There was also Sega’s push to make online gaming happen well before the era where homes were truly equipped to take advantage of it. The Dreamcast wasn’t Sega’s first foray into online multiplayer, as the Saturn had an add-on accessory known as Net Link—a 28.8 kbit/s modem that fit into the console slot and let you play online way back in 1996. Sega loved to push new tech and new hardware, and while the results were rarely positive outside of arcades, it’s difficult not to admire their persistence and dedication to making the future happen sooner.

And, to be fair to both Sega and Nintendo here (but especially Sega), they simply saw the vision of the future too early. They pushed ahead before the technology or the desire was there for widespread distribution of digital games, but it’s certainly the norm now—it just took another decade-plus, and for the likes of Steam and the digital marketplaces of the Xbox 360, Wii, and Playstation 3 to make it happen. That the Nomad connected to a TV was significant: NEC’s TurboExpress, released in 1990, was an even more expensive version of the “it’s a portable console!” idea meant to challenge the Game Boy, and it struggled with its own hardware issues and price point, but it also didn’t connect to a TV like the Nomad did. But the Nintendo Switch connects to a television despite being a handheld, as does the Steam Deck—they are both hybrid systems, after all. And while they might chew through battery power, too, at least it’s rechargeable instead of stacks of AAs. How many dollars in AAs would you spend getting through The Legend of Zelda: Breath of the Wild if the Switch still took those like the Nomad did? More than you paid for the game in the first place, that’s for sure. 

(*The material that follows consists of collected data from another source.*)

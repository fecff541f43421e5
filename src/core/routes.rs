// HTTP routes configuration

use crate::core::state::AppState;
use crate::handlers::{auth, fallback, health, pages, students};
use axum::{
    routing::{get, post},
    Router,
};

pub fn build_router(state: AppState) -> Router {
    Router::new()
        // Public endpoints
        .route("/", get(pages::index_handler))
        .route(
            "/register",
            get(pages::register_form_handler).post(students::register_handler),
        )
        .route(
            "/login",
            get(auth::login_form_handler).post(auth::login_handler),
        )
        .route("/logout", get(auth::logout_handler))
        .route("/health", get(health::health_handler))

        // Admin endpoints (guarded by RequireAdmin in each handler)
        .route("/students", get(students::list_students_handler))
        .route(
            "/edit/{id}",
            get(students::edit_student_handler).post(students::update_student_handler),
        )
        .route("/update/{id}", post(students::update_student_handler))
        .route("/delete/{id}", post(students::delete_student_handler))

        .fallback(fallback::fallback_handler)

        .with_state(state)
}
use crate::models::views::ErrorResponse;
use axum::{
    http::{StatusCode, Uri},
    response::{IntoResponse, Json, Response},
};
use tracing::debug;

pub async fn fallback_handler(uri: Uri) -> Response {
    debug!(path = %uri.path(), "No route matched");

    (
        StatusCode::NOT_FOUND,
        Json(ErrorResponse {
            success: false,
            error: "Not found. Valid endpoints: /, /register, /login, /logout, /students, \
                    /edit/{id}, /update/{id}, /delete/{id}, /health"
                .to_string(),
        }),
    )
        .into_response()
}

The Nomad—and the Virtual Boy, and the Sega Channel, and Net Link, and a slew of other mid ‘90s attempts at forcing the industry into the future at high speeds—were just far too ahead of the curve. They all had some issues, sure, but the primary problem for the bunch was that the ambition and the idea were there before the technology or the desire for it existed, which impacted both the execution of the idea as well as its price point. The desire problem could have been solved if only the tech issue didn’t exist, as evidenced by the success of all of the various platforms and consoles that were successors to the ideas of these products—download speeds were much faster by the time of Steam, internet connections became more reliable the further into the ‘00s we got as dial-up was replaced by broadband and special modems no longer needed to be purchased just to play games online, the process of creating beautiful 3D screens and effects had vastly improved by the time of the 3DS compared to the Virtual Boy, and rechargeable batteries, too, were much better, and more compact, and required less from the user to recharge. 

So, if you want a Sega Nomad in the present, don’t go shopping on ebay. Go for its spiritual successors and honor its legacy that way. Find a retro console that costs less in the present even before accounting for inflation than the Nomad ever did—one that is guaranteed to have a better screen and significantly better battery life—and play some Genesis games on that. Or, if you want something with more bells and whistles, there’s always the Switch 2. It does play a whole bunch of Genesis games, after all, connects to your television, and Sega probably supports it more than they ever really did the Nomad, to boot.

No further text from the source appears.